Python data analysis case 28 – traffic accident prediction in Seattle (unbalanced sample processing)

This case is suitable for students in the direction of machine learning data science.

Introduction (nonsense collection)

Traffic accidents are a serious public safety problem, and thousands of people die in traffic accidents every year around the world. With the development of transportation and the acceleration of urbanization, traffic accidents have become one of the main factors restricting urban development and people’s happiness. Therefore, by analyzing the causes and severity of traffic accidents and developing effective prediction models, it is possible to effectively prevent traffic accidents and reduce the harm of traffic accidents to human society.

The goal of this research is to predict the severity of traffic accidents through machine learning models to protect urban residents from serious injuries in traffic accidents and prevent traffic collisions. To achieve this goal, we will analyze various factors that affect the severity of traffic accidents and build an accurate and reliable prediction model.

At present, people usually rely on experience and statistical data to evaluate the severity of traffic accidents. However, the disadvantage of this method is that there may be subjectivity and limitations, and it is impossible to accurately predict the occurrence and severity of traffic accidents. In contrast, machine learning models can automatically learn and optimize the model to predict the severity of traffic accidents with the greatest accuracy. This study aims to compare the advantages and disadvantages between the current solution and our proposed solution to demonstrate the superiority of machine learning models in traffic accident prediction.

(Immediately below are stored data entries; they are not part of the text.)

use rand::seq::SliceRandom;
use rand::Rng;

use super::{AutomatonRun, Cell, ConquestRule};
use crate::ChangeRecord;

/// One of the four directions the snake can move in.
#[derive(Copy, Clone, Debug, PartialEq, Eq)]
pub enum Heading {
    Up,
    Right,
    Down,
    Left,
}

impl Heading {
    pub const ALL: [Heading; 4] = [Heading::Up, Heading::Right, Heading::Down, Heading::Left];

    pub fn offset(self) -> Cell {
        match self {
            Heading::Up => (0, -1),
            Heading::Right => (1, 0),
            Heading::Down => (0, 1),
            Heading::Left => (-1, 0),
        }
    }

    pub fn reverse(self) -> Self {
        match self {
            Heading::Up => Heading::Down,
            Heading::Right => Heading::Left,
            Heading::Down => Heading::Up,
            Heading::Left => Heading::Right,
        }
    }
}

/// A single path that moves one cell per generation.
///
/// The heading is random at the start and occasionally changes. When the
/// next cell is blocked the snake turns, but never straight back, and if it
/// cannot turn either it stops for good.
#[derive(Copy, Clone, Debug, PartialEq)]
pub struct SnakePath {
    /// Chance per generation of picking a new heading before moving.
    pub turn_probability: f64,
}

impl Default for SnakePath {
    fn default() -> Self {
        Self {
            turn_probability: 0.2,
        }
    }
}

#[derive(Clone, Debug)]
pub struct SnakeState {
    pub heading: Heading,
    /// Every head position so far, starting with the seed.
    pub path: Vec<Cell>,
}

impl SnakePath {
    fn try_move(
        run: &mut AutomatonRun<'_>,
        state: &mut SnakeState,
        (x, y): Cell,
        heading: Heading,
        next: &mut Vec<Cell>,
        changes: &mut Vec<ChangeRecord>,
    ) -> bool {
        let (dx, dy) = heading.offset();
        let (nx, ny) = (x + dx, y + dy);
        if !run.can_conquer(nx, ny) {
            return false;
        }
        run.conquer(nx, ny, changes);
        next.push((nx, ny));
        state.path.push((nx, ny));
        state.heading = heading;
        true
    }
}

impl ConquestRule for SnakePath {
    type State = SnakeState;

    fn start(&self, run: &mut AutomatonRun<'_>, seed: Cell) -> SnakeState {
        let heading = Heading::ALL[run.rng().gen_range(0..Heading::ALL.len())];
        SnakeState {
            heading,
            path: vec![seed],
        }
    }

    fn grow(
        &self,
        run: &mut AutomatonRun<'_>,
        state: &mut SnakeState,
        head: Cell,
        next: &mut Vec<Cell>,
        changes: &mut Vec<ChangeRecord>,
    ) {
        let current = state.heading;
        let backwards = current.reverse();

        let mut heading = current;
        if run
            .rng()
            .gen_bool(self.turn_probability.clamp(0.0, 1.0))
        {
            let options: Vec<Heading> = Heading::ALL
                .into_iter()
                .filter(|&h| h != backwards)
                .collect();
            heading = options[run.rng().gen_range(0..options.len())];
        }
        if Self::try_move(run, state, head, heading, next, changes) {
            return;
        }

        let mut fallbacks: Vec<Heading> = Heading::ALL
            .into_iter()
            .filter(|&h| h != heading && h != backwards)
            .collect();
        fallbacks.shuffle(run.rng());
        for fallback in fallbacks {
            if Self::try_move(run, state, head, fallback, next, changes) {
                return;
            }
        }
        // Stuck: nothing is pushed to `next`, which ends the run.
    }
}

#[cfg(test)]
mod tests {
    use rand::rngs::StdRng;
    use rand::SeedableRng;

    use super::*;
    use crate::automaton::tests::settings;
    use crate::{CellState, Grid, Player};

    #[test]
    fn moves_at_most_one_cell_per_generation() {
        let grid = Grid::new(20, 20);
        for seed in 0..50 {
            let mut rng = StdRng::seed_from_u64(seed);
            let budget = 15;
            let changes = SnakePath::default().simulate(&grid, (10, 10), settings(Player::One, budget), &mut rng);
            assert!(changes.len() <= budget as usize);

            // Every step is orthogonally adjacent to the previous head
            let mut head = (10, 10);
            for change in &changes {
                let dist = (change.x - head.0).abs() + (change.y - head.1).abs();
                assert_eq!(dist, 1, "seed {} made a non-adjacent step", seed);
                head = (change.x, change.y);
            }
        }
    }

    #[test]
    fn never_steps_back_onto_its_previous_cell() {
        let grid = Grid::new(12, 12);
        for seed in 0..50 {
            let mut rng = StdRng::seed_from_u64(seed);
            let changes = SnakePath { turn_probability: 0.5 }.simulate(&grid, (6, 6), settings(Player::Two, 30), &mut rng);
            let mut cells: Vec<Cell> = vec![(6, 6)];
            cells.extend(changes.iter().map(|c| (c.x, c.y)));
            for window in cells.windows(3) {
                assert_ne!(window[0], window[2]);
            }
            let unique: std::collections::HashSet<_> = cells.iter().collect();
            assert_eq!(unique.len(), cells.len());
        }
    }

    #[test]
    fn same_seed_same_path() {
        let grid = Grid::new(20, 20);
        let a = SnakePath::default().simulate(&grid, (3, 3), settings(Player::One, 10), &mut StdRng::seed_from_u64(7));
        let b = SnakePath::default().simulate(&grid, (3, 3), settings(Player::One, 10), &mut StdRng::seed_from_u64(7));
        assert_eq!(a, b);
    }

    #[test]
    fn corridor_without_turns() {
        // Starting at the top of a 1-wide corridor, the snake either heads up
        // into the wall (and may not reverse), or ends up going straight down.
        let grid = Grid::new(1, 10);
        let mut saw_straight_line = false;
        for seed in 0..40 {
            let mut rng = StdRng::seed_from_u64(seed);
            let changes = SnakePath { turn_probability: 0.0 }.simulate(&grid, (0, 0), settings(Player::One, 5), &mut rng);
            let cells: Vec<Cell> = changes.iter().map(|c| (c.x, c.y)).collect();
            if !cells.is_empty() {
                assert_eq!(cells, vec![(0, 1), (0, 2), (0, 3), (0, 4), (0, 5)]);
                saw_straight_line = true;
            }
        }
        assert!(saw_straight_line);
    }

    #[test]
    fn stops_when_boxed_in() {
        let mut grid = Grid::new(3, 3);
        for (x, y) in [(1, 0), (0, 1), (2, 1), (1, 2)] {
            grid.set(x, y, CellState::Player2);
        }
        let mut rng = StdRng::seed_from_u64(0);
        let changes = SnakePath::default().simulate(&grid, (1, 1), settings(Player::One, 10), &mut rng);
        assert!(changes.is_empty());
    }
}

Finally, we will provide evidence in support of our study by analyzing traffic accident data in the city of Seattle over a 10-year period, where our response variable y is SEVERITYCODE (accident severity code). Because in a traffic accident, the severity of the accident is our most concerned issue, and it is also the target variable we hope to be able to predict. The other columns may serve as predictor variables x that help us predict accident severity. This study will provide a scientific basis for the Seattle transportation government to formulate more effective traffic accident prevention measures and policies.

Import package

#Import common packages for data analysis
import numpy as np
import pandas as pd
import matplotlib.pyplot as plt
import seaborn as sns
 
%matplotlib inline
plt.rcParams['axes.unicode_minus'] = False #Negative sign

Data Exploration

# read data
data=pd.read_csv('Collisions.csv', na_values='Unknown')
#View the first three rows of data
data.head(3)

#Automatically resolve data types
data = data.infer_objects()
#View data information
data. info()

# variable meaning
”’OBJECTID: Identifier of the incident object
INCKEY: Internal Incident Unique Key
COLDETKEY: Identifier for collected data
REPORTNO: Incident report number
STATUS: Incident handling status
ADDRTYPE: address type
INTKEY: intersection identifier
LOCATION: The location of the accident
EXCEPTRSNCODE: exception reason code
EXCEPTRSNDESC: exception reason description
SEVERITYCODE: Incident severity code
SEVERITYDESC: Incident severity description
COLLISIONTYPE: collision type
PERSONCOUNT: Number of people involved
PEDCOUNT: Number of pedestrians
PEDCYLCOUNT: Number of bicycles
VEHCOUNT: Number of vehicles involved
INJURIES: number of injuries
SERIOUSINJURIES: Number of serious injuries
FATALITIES: Number of fatalities
INCDATE: The date of the incident
INCDTTM: Date and time of accident
JUNCTIONTYPE: intersection type
SDOT_COLCODE: Incident code collected by SDOT
SDOT_COLDESC: Incident description collected by SDOT
INATTENTIONIND: inattentive mark
UNDERINFL: Under the influence of the driver
WEATHER: Weather conditions
ROADCOND: road condition
LIGHTCOND: light condition
PEDROWNOTGRNT: Pedestrians not granted rights
SDOTCOLNUM: Incident number collected by SDOT
SPEEDING: Speeding
ST_COLCODE: State accident code
ST_COLDESC: State accident description
SEGLANEKEY: Segmented lane key
CROSSWALKKEY: Crosswalk keyword
HITPARKEDCAR: Whether to hit a parked vehicle ”’

#observe missing values
import missing no as msno
msno.matrix(data)

Data preprocessing

Feature Preprocessing

'''OBJECTID, INCKEY, COLDETKEY, REPORTNO'''
#These four variables are numbered variables with unique values, which are not helpful to the model, delete them
data.drop(columns=['OBJECTID','INCKEY','COLDETKEY','REPORTNO'],inplace=True)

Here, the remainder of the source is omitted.